Due to the periodicity of the scattering potential in the longitudinal direction of the electron wavepacket propagation, coherent interference peaks, separated by the difference between the energies of the two photons participating in the scattering ΔE = ℏω₁–ℏω₂, are expected in the electron spectra as a consequence of the quantum interference between electron matter waves scattered by subsequent periods of the travelling wave. This is analogous to the classical Kapitza–Dirac experiment in the diffraction regime⁵, with the roles of the transverse and the longitudinal directions exchanged. To reach the coherent regime of the interaction, the longitudinal coherence length of the electron beam has to be significantly longer than λ_g. This is, however, not the case in our experiment, where the coherence length can be estimated to be ξ_ǁ = 2.35v_iℏ/δE_{kin, in} ≍ 1.8 μm (ref. 18), where δE_{kin, in} = 0.5 eV is the expected initial energy spread (full-width at half-maximum, FWHM) of the electron beam.

The maximum observed energy modulation of the electrons corresponds to the simultaneous absorption and emission of more than 10⁴ photons by a single electron.

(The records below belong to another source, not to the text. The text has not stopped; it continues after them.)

//! Movie discovery and personal watchlist engine.
//!
//! The crate is organised hexagonally:
//!
//! - [`domain`] holds the core flows (debounced search, the popular-movies
//!   shelf, and the authenticated session with its watchlist) expressed
//!   against port traits.
//! - [`outbound`] holds the adapters: a reqwest client for the OMDb
//!   catalogue and key-value stores for session persistence.
//! - [`config`] loads runtime settings through OrthoConfig.
//!
//! A host wires the pieces together: construct an
//! [`outbound::omdb::OmdbHttpSource`] from [`config::OmdbSettings`], spawn a
//! [`domain::SearchPipeline`] over it, and initialise a
//! [`domain::SessionService`] over a store adapter.

pub mod config;
pub mod domain;
pub mod outbound;
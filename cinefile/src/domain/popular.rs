//! Best-effort loader for the curated popular-movies shelf.
//!
//! A fixed, ordered list of titles is resolved through the [`MovieSource`]
//! port. All lookups fire simultaneously; the loader waits for the whole
//! batch and yields whatever resolved, in the original title order, with
//! failures logged and dropped rather than aborting the batch.

use std::sync::Arc;

use futures_util::future::join_all;

use super::movie::Movie;
use super::ports::{LookupOutcome, MovieSource};

/// Curated titles shown on the home shelf, in display order.
pub const POPULAR_MOVIE_TITLES: [&str; 14] = [
    "The Dark Knight",
    "Inception",
    "Interstellar",
    "The Matrix",
    "Pulp Fiction",
    "The Shawshank Redemption",
    "Forrest Gump",
    "The Godfather",
    "Avengers Endgame",
    "Spider-Man No Way Home",
    "Dune",
    "Top Gun Maverick",
    "Black Panther",
    "Joker",
];

/// Upper bound on how many titles are resolved per load.
const POPULAR_TITLE_LIMIT: usize = 14;

/// Resolves the curated title list into movie records.
pub struct PopularMoviesLoader<S> {
    source: Arc<S>,
}

impl<S: MovieSource> PopularMoviesLoader<S> {
    /// Create a loader over the given movie source.
    pub fn new(source: Arc<S>) -> Self {
        Self { source }
    }

    /// Resolve the curated shelf.
    ///
    /// The returned list preserves the relative order of
    /// [`POPULAR_MOVIE_TITLES`]; titles that failed to resolve are simply
    /// absent, so the output may be shorter than the input.
    pub async fn load(&self) -> Vec<Movie> {
        self.load_titles(&POPULAR_MOVIE_TITLES).await
    }

    /// Resolve an explicit title list, bounded to the first
    /// [`POPULAR_TITLE_LIMIT`] entries.
    pub async fn load_titles(&self, titles: &[&str]) -> Vec<Movie> {
        let lookups = titles.iter().take(POPULAR_TITLE_LIMIT).map(|title| {
            let source = Arc::clone(&self.source);
            async move { (*title, source.find_by_title(title).await) }
        });

        join_all(lookups)
            .await
            .into_iter()
            .filter_map(|(title, outcome)| match outcome {
                Ok(LookupOutcome::Found(movie)) => Some(movie),
                Ok(LookupOutcome::NoMatch { message }) => {
                    tracing::warn!(title, ?message, "popular title missing upstream");
                    None
                }
                Err(error) => {
                    tracing::warn!(title, %error, "popular title lookup failed");
                    None
                }
            })
            .collect()
    }
}
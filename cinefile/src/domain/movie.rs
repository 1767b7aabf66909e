//! Movie catalogue records.
//!
//! Purpose: model the records returned by the remote movie catalogue. These
//! types are immutable once fetched; the application never edits catalogue
//! data, it only copies records into watchlists.

use std::fmt;

use serde::{Deserialize, Serialize};
use thiserror::Error;

/// Validation errors returned when constructing [`ImdbId`].
#[derive(Debug, Clone, PartialEq, Eq, Error)]
pub enum ImdbIdValidationError {
    /// Identifier is empty after trimming whitespace.
    #[error("imdb id must not be empty")]
    Empty,
    /// Identifier contains leading or trailing whitespace.
    #[error("imdb id must not contain surrounding whitespace")]
    ContainsWhitespace,
}

/// External catalogue identifier (`imdbID`), globally unique upstream.
///
/// # Examples
/// ```
/// use cinefile::domain::movie::ImdbId;
///
/// let id = ImdbId::new("tt0133093").expect("valid id");
/// assert_eq!(id.as_str(), "tt0133093");
/// ```
#[derive(Debug, Clone, PartialEq, Eq, Hash, Serialize, Deserialize)]
#[serde(try_from = "String", into = "String")]
pub struct ImdbId(String);

impl ImdbId {
    /// Validate and construct an identifier.
    ///
    /// # Errors
    ///
    /// Returns an error when the input is blank or carries surrounding
    /// whitespace.
    pub fn new(value: impl Into<String>) -> Result<Self, ImdbIdValidationError> {
        let raw = value.into();
        if raw.trim().is_empty() {
            return Err(ImdbIdValidationError::Empty);
        }
        if raw.trim() != raw {
            return Err(ImdbIdValidationError::ContainsWhitespace);
        }
        Ok(Self(raw))
    }

    /// Borrow the identifier as a string slice.
    #[must_use]
    pub fn as_str(&self) -> &str {
        self.0.as_str()
    }
}

impl fmt::Display for ImdbId {
    fn fmt(&self, f: &mut fmt::Formatter<'_>) -> fmt::Result {
        f.write_str(self.as_str())
    }
}

impl AsRef<str> for ImdbId {
    fn as_ref(&self) -> &str {
        self.as_str()
    }
}

impl From<ImdbId> for String {
    fn from(value: ImdbId) -> Self {
        value.0
    }
}

impl TryFrom<String> for ImdbId {
    type Error = ImdbIdValidationError;

    fn try_from(value: String) -> Result<Self, Self::Error> {
        Self::new(value)
    }
}

/// Movie record obtained from the remote catalogue.
///
/// ## Invariants
/// - Immutable once fetched; catalogue data is never edited locally.
/// - Extended fields are populated only when a detail lookup has run.
///
/// Serialisation uses camelCase keys; this is the schema persisted inside
/// watchlists and sessions.
#[derive(Debug, Clone, PartialEq, Eq, Serialize, Deserialize)]
#[serde(rename_all = "camelCase")]
pub struct Movie {
    /// External catalogue identifier.
    pub imdb_id: ImdbId,
    /// Release title.
    pub title: String,
    /// Release year as reported upstream (free form, e.g. `2008` or
    /// `2008-2013`).
    pub year: String,
    /// Catalogue item type; always `movie` for the lookups this crate issues.
    pub kind: String,
    /// Poster image URL, or the upstream placeholder `N/A`.
    pub poster: String,
    /// Full plot synopsis; detail lookups only.
    #[serde(default, skip_serializing_if = "Option::is_none")]
    pub plot: Option<String>,
    /// Director credit; detail lookups only.
    #[serde(default, skip_serializing_if = "Option::is_none")]
    pub director: Option<String>,
    /// Principal cast; detail lookups only.
    #[serde(default, skip_serializing_if = "Option::is_none")]
    pub actors: Option<String>,
    /// Genre listing; detail lookups only.
    #[serde(default, skip_serializing_if = "Option::is_none")]
    pub genre: Option<String>,
    /// Aggregate rating as reported upstream; detail lookups only.
    #[serde(default, skip_serializing_if = "Option::is_none")]
    pub imdb_rating: Option<String>,
    /// Runtime text such as `136 min`; detail lookups only.
    #[serde(default, skip_serializing_if = "Option::is_none")]
    pub runtime: Option<String>,
}

#[cfg(test)]
impl Movie {
    /// Minimal record for tests; extended fields stay empty.
    pub(crate) fn stub(id: &str, title: &str) -> Self {
        Self {
            imdb_id: ImdbId::new(id).expect("stub id must be valid"),
            title: title.to_owned(),
            year: "2008".to_owned(),
            kind: "movie".to_owned(),
            poster: "N/A".to_owned(),
            plot: None,
            director: None,
            actors: None,
            genre: None,
            imdb_rating: None,
            runtime: None,
        }
    }
}

#[cfg(test)]
mod tests {
    use super::*;
    use rstest::rstest;

    #[rstest]
    #[case("")]
    #[case("   ")]
    fn imdb_id_rejects_blank(#[case] value: &str) {
        let err = ImdbId::new(value).expect_err("blank ids rejected");
        assert_eq!(err, ImdbIdValidationError::Empty);
    }

    #[rstest]
    #[case(" tt0468569")]
    #[case("tt0468569 ")]
    fn imdb_id_rejects_whitespace_padding(#[case] value: &str) {
        let err = ImdbId::new(value).expect_err("padded id rejected");
        assert_eq!(err, ImdbIdValidationError::ContainsWhitespace);
    }

    #[test]
    fn movie_round_trips_through_persistence_schema() {
        let movie = Movie {
            plot: Some("A thief who steals corporate secrets.".to_owned()),
            ..Movie::stub("tt1375666", "Inception")
        };

        let raw = serde_json::to_string(&movie).expect("serialise");
        assert!(raw.contains("\"imdbId\":\"tt1375666\""));
        assert!(!raw.contains("director"), "absent fields stay out of the blob");

        let decoded: Movie = serde_json::from_str(&raw).expect("deserialise");
        assert_eq!(decoded, movie);
    }

    #[test]
    fn movie_decodes_without_optional_fields() {
        let raw = r#"{
            "imdbId": "tt0133093",
            "title": "The Matrix",
            "year": "1999",
            "kind": "movie",
            "poster": "N/A"
        }"#;

        let movie: Movie = serde_json::from_str(raw).expect("deserialise");
        assert_eq!(movie.title, "The Matrix");
        assert!(movie.plot.is_none());
    }
}
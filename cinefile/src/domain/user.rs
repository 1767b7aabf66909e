//! User, watchlist, and credential records.
//!
//! Purpose: model the session-facing user, the ordered duplicate-free
//! watchlist, and the persisted credential table row. Invariants that the
//! session service relies on (watchlist uniqueness, row/session field
//! correspondence) live here.

use std::fmt;

use serde::{Deserialize, Serialize};
use thiserror::Error;

use super::movie::{ImdbId, Movie};

/// Validation errors returned when constructing [`UserId`].
#[derive(Debug, Clone, PartialEq, Eq, Error)]
pub enum UserIdValidationError {
    /// Identifier is empty after trimming whitespace.
    #[error("user id must not be empty")]
    Empty,
    /// Identifier contains leading or trailing whitespace.
    #[error("user id must not contain surrounding whitespace")]
    ContainsWhitespace,
}

/// Locally generated user identifier.
///
/// Identifiers are derived from the registration timestamp (milliseconds
/// since the Unix epoch, rendered as a string), which keeps them unique per
/// registration within one store.
#[derive(Debug, Clone, PartialEq, Eq, Hash, Serialize, Deserialize)]
#[serde(try_from = "String", into = "String")]
pub struct UserId(String);

impl UserId {
    /// Validate and construct an identifier from stored input.
    ///
    /// # Errors
    ///
    /// Returns an error when the input is blank or carries surrounding
    /// whitespace.
    pub fn new(value: impl Into<String>) -> Result<Self, UserIdValidationError> {
        let raw = value.into();
        if raw.trim().is_empty() {
            return Err(UserIdValidationError::Empty);
        }
        if raw.trim() != raw {
            return Err(UserIdValidationError::ContainsWhitespace);
        }
        Ok(Self(raw))
    }

    /// Derive an identifier from a registration timestamp.
    #[must_use]
    pub fn from_timestamp_millis(millis: i64) -> Self {
        Self(millis.to_string())
    }

    /// Borrow the identifier as a string slice.
    #[must_use]
    pub fn as_str(&self) -> &str {
        self.0.as_str()
    }
}

impl fmt::Display for UserId {
    fn fmt(&self, f: &mut fmt::Formatter<'_>) -> fmt::Result {
        f.write_str(self.as_str())
    }
}

impl From<UserId> for String {
    fn from(value: UserId) -> Self {
        value.0
    }
}

impl TryFrom<String> for UserId {
    type Error = UserIdValidationError;

    fn try_from(value: String) -> Result<Self, Self::Error> {
        Self::new(value)
    }
}

/// Watchlist mutation requested by the caller.
#[derive(Debug, Clone, Copy, PartialEq, Eq)]
pub enum WatchlistAction {
    /// Append the movie unless it is already saved.
    Add,
    /// Drop any saved entry with the same catalogue id.
    Remove,
}

/// Ordered, duplicate-free list of saved movies.
///
/// ## Invariants
/// - No two entries share an [`ImdbId`].
/// - Insertion order is preserved; removal never reorders survivors.
///
/// # Examples
/// ```
/// use cinefile::domain::user::Watchlist;
///
/// let list = Watchlist::default();
/// assert!(list.is_empty());
/// ```
#[derive(Debug, Clone, Default, PartialEq, Eq, Serialize, Deserialize)]
#[serde(transparent)]
pub struct Watchlist(Vec<Movie>);

impl Watchlist {
    /// True when a movie with this catalogue id is saved.
    #[must_use]
    pub fn contains(&self, id: &ImdbId) -> bool {
        self.0.iter().any(|movie| movie.imdb_id == *id)
    }

    /// Append a movie, refusing duplicates.
    ///
    /// Returns `false` (and leaves the list untouched) when an entry with the
    /// same catalogue id is already saved, making the operation idempotent.
    pub fn add(&mut self, movie: Movie) -> bool {
        if self.contains(&movie.imdb_id) {
            return false;
        }
        self.0.push(movie);
        true
    }

    /// Drop any entry with this catalogue id.
    ///
    /// Returns `false` when no entry matched.
    pub fn remove(&mut self, id: &ImdbId) -> bool {
        let before = self.0.len();
        self.0.retain(|movie| movie.imdb_id != *id);
        self.0.len() != before
    }

    /// Drop every entry.
    pub fn clear(&mut self) {
        self.0.clear();
    }

    /// Number of saved movies.
    #[must_use]
    pub fn len(&self) -> usize {
        self.0.len()
    }

    /// True when nothing is saved.
    #[must_use]
    pub fn is_empty(&self) -> bool {
        self.0.is_empty()
    }

    /// Iterate over saved movies in insertion order.
    pub fn iter(&self) -> std::slice::Iter<'_, Movie> {
        self.0.iter()
    }

    /// Borrow the saved movies as a slice.
    #[must_use]
    pub fn as_slice(&self) -> &[Movie] {
        self.0.as_slice()
    }
}

impl<'a> IntoIterator for &'a Watchlist {
    type Item = &'a Movie;
    type IntoIter = std::slice::Iter<'a, Movie>;

    fn into_iter(self) -> Self::IntoIter {
        self.0.iter()
    }
}

/// Session-facing user record.
///
/// This is the shape persisted under the session key; it deliberately omits
/// any credential material.
#[derive(Debug, Clone, PartialEq, Eq, Serialize, Deserialize)]
#[serde(rename_all = "camelCase")]
pub struct User {
    /// Locally generated identifier, shared with the credential table row.
    pub id: UserId,
    /// Email address, unique across all registered users.
    pub email: String,
    /// Display name.
    pub name: String,
    /// Saved movies; defaults to empty when the stored blob predates the
    /// watchlist field.
    #[serde(default)]
    pub watchlist: Watchlist,
}

/// Persisted credential table row, one-to-one with a registered user by id
/// and by email.
///
/// ## Invariants
/// - `email` is unique across the table; registration checks before append.
/// - `password_hash` holds a bcrypt hash, never plaintext.
#[derive(Debug, Clone, PartialEq, Eq, Serialize, Deserialize)]
#[serde(rename_all = "camelCase")]
pub struct CredentialRecord {
    /// Locally generated identifier.
    pub id: UserId,
    /// Display name captured at registration.
    pub name: String,
    /// Email address used to log in.
    pub email: String,
    /// Bcrypt hash of the registration password.
    pub password_hash: String,
    /// Saved movies, kept in step with the session copy on every mutation.
    #[serde(default)]
    pub watchlist: Watchlist,
}

impl CredentialRecord {
    /// Build the session record for this row, copying the stored watchlist.
    #[must_use]
    pub fn to_session_user(&self) -> User {
        User {
            id: self.id.clone(),
            email: self.email.clone(),
            name: self.name.clone(),
            watchlist: self.watchlist.clone(),
        }
    }
}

In this high-intensity regime, where the scattering rate exceeds the optical frequency of the driving light⁴, a depletion of the electron population around the initial energy and the appearance of two broad incoherent rainbow peaks are expected in the electron spectra, similar to the high-intensity Kapitza–Dirac effect⁴. However, the shape of the measured spectra is further influenced by the fact that the electron pulse duration τ_{e, FWHM} used in the experiment is longer than the durations of the laser pulses τ_{1, FWHM}, τ_{2, FWHM}, generating the optical travelling wave (see Methods for details). The non-ideal temporal overlap leads to a broad distribution of interaction strengths experienced by the electrons. The comparison between calculated electron spectra for the two cases τ_{e, FWHM} ≫ τ_{1, FWHM}, τ_{2, FWHM} and τ_{e, FWHM} ≪ τ_{1, FWHM}, τ_{2, FWHM} is shown in Supplementary Fig. 2.

Due to the incoherent scattering nature of the observed effect, the interaction can be described classically as a scattering of point-like particles at the travelling optical wave. Each calculated spectrum in Fig. 2a, b is therefore obtained by a Monte-Carlo simulation of the interaction between a set of particles and the two laser fields. The interaction is modelled by a numerical integration of the classical relativistic equation of motion with the Lorentz force (see Methods for details).

For further characterization, we measure electron spectra as a function of the energy of the two driving laser pulses in the pulse energy range 19–128 μJ (solid curves in Fig. 2b). Again, numerical simulations fit the data very well. The dependence of the induced energy spread δE as a function of pulse energy is shown in Fig. 2c. The spectrum with the maximum observed energy spread of 19.6 keV is obtained with a peak intensity of I_p = 5 × 10¹⁵ W cm⁻², corresponding to a normalized field amplitude a₀ = eE₀/(m₀cω) = 0.1 ≪ 1. The experiment presented here thus occurs in the sub-relativistic field regime (for details see Methods).

To characterize the transverse momentum transfer and prove that it is negligible, we measure the two-dimensional (2D) spatial distribution of the electrons on the MCP detector after the spectrometer (Fig. 2e). A modulation of the transverse momentum of electrons would lead to their deflection in y and would appear here as a spread along the y_det axis (x_det and y_det being the Cartesian coordinates in the detector plane, see Fig. 1d). The observed deflection angles of electrons are below the angular resolution of the set-up (δθ_def ≍ 20 mrad), confirming that the transverse momentum transfer is negligibly small compared to the longitudinal momentum change (see Methods).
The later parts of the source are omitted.